Sept. 4, 2014 -- A plane carrying Rick Sacra, MD, the third American health worker infected with Ebola, left Liberia on Thursday, his wife said at a news conference.
“I just had a call from the doctor who put Rick on a plane to come to the United States. And he said Rick is clearly sick but that he was in good spirits, and he walked onto the plane. So we are really encouraged by that,” Deborah Sacra told reporters, her voice breaking briefly as she held back tears.
He’ll be treated in the biocontainment unit at Nebraska Medical Center in Omaha, according to SIM USA, the missionary organization he worked for. He is expected to arrive there Friday morning. The isolation unit is one of four such units in the U.S. that are specially equipped to handle highly infectious patients.
The 51-year-old doctor had returned to Liberia about a month ago to reopen ELWA hospital, his brother said in an interview with WebMD on Thursday.
“People were dying left and right of malaria and for lack of emergency C-sections, things that were highly fixable, but just there weren’t any regular doctors doing regular work in hospitals,” said Doug Sacra, recalling what his brother told him.
Reopening the hospital was difficult, he said. “All the hospitals had to be fully cleaned from top to bottom, and they had to get staff to come back to work, which was very hard.

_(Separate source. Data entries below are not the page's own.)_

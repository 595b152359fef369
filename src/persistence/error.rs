//! Persistence error types.

use thiserror::Error;

/// A single way a restored snapshot disagrees with the day's chain.
#[derive(Debug, Clone, Error, PartialEq, Eq)]
pub enum SnapshotViolation {
    #[error("guess {guess} has {found} words, chain has {expected}")]
    GuessLength {
        guess: usize,
        expected: usize,
        found: usize,
    },

    #[error("{found} guesses recorded, budget is {max}")]
    TooManyGuesses { max: usize, found: usize },

    #[error("hint at position {position} targets word {index}, which is not a hidden word")]
    HintNotHidden { position: usize, index: usize },

    #[error("{hints} hints recorded after only {guesses} guesses")]
    TooManyHints { guesses: usize, hints: usize },
}

/// Errors that can occur while saving or loading a session snapshot
#[derive(Debug, Error)]
pub enum PersistenceError {
    /// Underlying storage could not be read or written
    #[error("Storage I/O failed for key '{key}': {source}")]
    Io {
        key: String,
        #[source]
        source: std::io::Error,
    },

    /// Storage exists but cannot be used right now
    #[error("Storage unavailable: {0}")]
    Unavailable(String),

    /// Serialization to JSON or binary format failed
    #[error("Serialization failed: {0}")]
    SerializationFailed(String),

    /// Deserialization from JSON or binary format failed
    #[error("Deserialization failed: {0}")]
    DeserializationFailed(String),

    /// Snapshot decoded but does not fit the chain it is restored against
    #[error("Snapshot validation failed with {} violation(s)", .0.len())]
    ValidationFailed(Vec<SnapshotViolation>),
}
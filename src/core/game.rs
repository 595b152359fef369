//! The puzzle state machine.
//!
//! `Game` owns the authoritative fields of a session (confirmed guesses,
//! spent hints, in-progress suffixes and status). Every intent goes through
//! [`Game::apply`], which checks the intent's preconditions against the
//! current state and either applies it completely or leaves the state
//! untouched.

use super::chain::Chain;
use super::derive::{self, Derived};
use super::guard::Guard;
use super::state::Status;
use serde::{Deserialize, Serialize};
use thiserror::Error;

/// Default attempt budget for one day's chain.
pub const MAX_GUESSES: usize = 5;

/// One confirmed attempt at the whole chain, one word per position.
pub type Guess = Vec<String>;

/// The four player intents.
#[derive(Clone, Debug, PartialEq, Eq, Serialize, Deserialize)]
#[serde(tag = "type", rename_all = "camelCase")]
pub enum Command {
    /// Replace the typed text for one word.
    SetLetters { index: usize, text: String },
    /// Spend a hint on an unsolved word.
    SelectHint { index: usize },
    /// Submit the composed chain as a guess.
    ConfirmGuess,
    /// Forget all progress.
    ResetGame,
}

impl Command {
    pub fn name(&self) -> &'static str {
        match self {
            Self::SetLetters { .. } => "set_letters",
            Self::SelectHint { .. } => "select_hint",
            Self::ConfirmGuess => "confirm_guess",
            Self::ResetGame => "reset_game",
        }
    }

    /// Status precondition of the intent.
    pub fn guard(&self) -> Guard<Status> {
        match self {
            Self::SetLetters { .. } | Self::ConfirmGuess => Guard::when(Status::Guessing),
            Self::SelectHint { .. } => Guard::when(Status::Selecting),
            Self::ResetGame => Guard::always(),
        }
    }
}

/// Why an intent was ignored. Rejections are normal UI races, not failures.
#[derive(Debug, Clone, Error, PartialEq, Eq)]
pub enum Rejection {
    #[error("{command} is not allowed while {status}")]
    WrongStatus {
        command: &'static str,
        status: Status,
    },

    #[error("index {index} is outside a chain of {len} words")]
    IndexOutOfRange { index: usize, len: usize },

    #[error("word {index} is already solved")]
    AlreadySolved { index: usize },

    #[error("word {index}: {typed} letters typed but {revealed} already revealed")]
    ShorterThanRevealed {
        index: usize,
        typed: usize,
        revealed: usize,
    },
}

/// Record of an accepted intent.
#[derive(Clone, Debug, PartialEq, Eq)]
pub struct Applied {
    pub command: &'static str,
    pub from: Status,
    pub to: Status,
    /// Hidden positions that became solved by this intent, ascending.
    pub newly_solved: Vec<usize>,
}

#[derive(Clone, Debug, PartialEq, Eq)]
pub enum Outcome {
    Applied(Applied),
    Rejected(Rejection),
}

impl Outcome {
    pub fn is_applied(&self) -> bool {
        matches!(self, Self::Applied(_))
    }
}

/// Authoritative state of one player's session against one chain.
///
/// # Example
///
/// ```rust
/// use chainle::core::{Chain, Command, Game, Status};
///
/// let chain = Chain::new(["board", "boat", "goat", "coats"]).unwrap();
/// let mut game = Game::new(chain);
///
/// game.apply(Command::SetLetters { index: 1, text: "boat".into() });
/// game.apply(Command::SetLetters { index: 2, text: "goat".into() });
/// game.apply(Command::ConfirmGuess);
///
/// assert_eq!(game.status(), Status::Winner);
/// ```
#[derive(Clone, Debug, PartialEq)]
pub struct Game {
    chain: Chain,
    user_guesses: Vec<Guess>,
    hints: Vec<usize>,
    current_suffixes: Vec<String>,
    status: Status,
    max_guesses: usize,
}

impl Game {
    /// Fresh session with the default budget.
    pub fn new(chain: Chain) -> Self {
        Self::from_progress(chain, Vec::new(), Vec::new(), MAX_GUESSES)
    }

    /// Rebuild a session from durable progress.
    ///
    /// `max_guesses` must be at least one; `GameBuilder` and `GameEnv::new`
    /// enforce this for callers outside the crate.
    pub(crate) fn from_progress(
        chain: Chain,
        user_guesses: Vec<Guess>,
        hints: Vec<usize>,
        max_guesses: usize,
    ) -> Self {
        let intended = derive::initial_status(user_guesses.len(), hints.len());
        let mut game = Self {
            current_suffixes: vec![String::new(); chain.len()],
            chain,
            user_guesses,
            hints,
            status: intended,
            max_guesses,
        };
        game.status = game.resolve(intended);
        game
    }

    pub fn chain(&self) -> &Chain {
        &self.chain
    }

    pub fn user_guesses(&self) -> &[Guess] {
        &self.user_guesses
    }

    pub fn hints(&self) -> &[usize] {
        &self.hints
    }

    pub fn current_suffixes(&self) -> &[String] {
        &self.current_suffixes
    }

    pub fn status(&self) -> Status {
        self.status
    }

    pub fn max_guesses(&self) -> usize {
        self.max_guesses
    }

    pub fn derived(&self) -> Derived {
        Derived::compute(
            &self.chain,
            &self.user_guesses,
            &self.hints,
            &self.current_suffixes,
            self.status,
            self.max_guesses,
        )
    }

    /// Validate and apply one intent.
    pub fn apply(&mut self, command: Command) -> Outcome {
        let from = self.status;
        if !command.guard().check(&from) {
            return Outcome::Rejected(Rejection::WrongStatus {
                command: command.name(),
                status: from,
            });
        }

        let name = command.name();
        let result = match command {
            Command::SetLetters { index, text } => self.set_letters(index, &text),
            Command::SelectHint { index } => self.select_hint(index),
            Command::ConfirmGuess => self.confirm_guess(),
            Command::ResetGame => {
                self.reset();
                Ok(Vec::new())
            }
        };

        match result {
            Ok(newly_solved) => Outcome::Applied(Applied {
                command: name,
                from,
                to: self.status,
                newly_solved,
            }),
            Err(rejection) => Outcome::Rejected(rejection),
        }
    }

    fn check_index(&self, index: usize) -> Result<(), Rejection> {
        if index < self.chain.len() {
            Ok(())
        } else {
            Err(Rejection::IndexOutOfRange {
                index,
                len: self.chain.len(),
            })
        }
    }

    fn set_letters(&mut self, index: usize, text: &str) -> Result<Vec<usize>, Rejection> {
        self.check_index(index)?;
        let derived = self.derived();
        if derived.solved_by_index[index] {
            return Err(Rejection::AlreadySolved { index });
        }

        let letters: Vec<char> = text
            .chars()
            .flat_map(char::to_lowercase)
            .filter(|c| c.is_alphabetic())
            .collect();
        let revealed = derived.current_chain[index].chars().count();
        if letters.len() < revealed {
            return Err(Rejection::ShorterThanRevealed {
                index,
                typed: letters.len(),
                revealed,
            });
        }

        self.current_suffixes[index] = letters[revealed..].iter().collect();
        Ok(Vec::new())
    }

    fn select_hint(&mut self, index: usize) -> Result<Vec<usize>, Rejection> {
        self.check_index(index)?;
        if derive::solved_by_index(&self.chain, &self.user_guesses)[index] {
            return Err(Rejection::AlreadySolved { index });
        }

        self.hints.push(index);
        self.status = self.resolve(Status::Guessing);
        Ok(Vec::new())
    }

    fn confirm_guess(&mut self) -> Result<Vec<usize>, Rejection> {
        let before = self.derived();
        let guess: Guess = before
            .current_guess
            .iter()
            .map(|word| word.trim().to_lowercase())
            .collect();

        self.user_guesses.push(guess);
        self.current_suffixes = vec![String::new(); self.chain.len()];
        self.status = self.resolve(Status::Selecting);

        let after = derive::solved_by_index(&self.chain, &self.user_guesses);
        Ok(after
            .iter()
            .zip(&before.solved_by_index)
            .enumerate()
            .filter(|(_, (now, was))| **now && !**was)
            .map(|(i, _)| i)
            .collect())
    }

    fn reset(&mut self) {
        self.user_guesses.clear();
        self.hints.clear();
        self.current_suffixes = vec![String::new(); self.chain.len()];
        self.status = self.resolve(Status::Guessing);
    }

    fn resolve(&self, intended: Status) -> Status {
        let solved = derive::solved_by_index(&self.chain, &self.user_guesses);
        let remaining = derive::guesses_remaining(self.max_guesses, &self.user_guesses);
        derive::resolve_status(intended, &solved, remaining)
    }
}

“A lot of people said, ‘If I go back to work (in West Africa), my husband won’t let me come home because he thinks I’ll bring home Ebola.’ So there had to be a lot of cajoling and convincing to get local staff back,” Doug Sacra added.
Debbie Sacra echoed those sentiments. She said her husband knew the dangers inherent in the work, but that he could not abandon the people he’d worked with for most of his life in their greatest time of need.
“He was so concerned with the children who were going to die from malaria without hospitalization and the women who had no place to go to deliver their baby by cesarean section. He’s not someone who can stand back when there’s a need to take care of,” she said.
Sacra told his wife he thought he might have been infected by a patient with HIV who had also contracted Ebola, according to Doug Sacra.
One of the ways ELWA hospital tests patients for Ebola is by checking their temperature before they’re admitted. If they’re not running a fever, they’re treated as being free of the disease, he explained.
A fever is one of the first symptoms of Ebola infection. It’s the body’s way of beginning to mount a defense against the virus.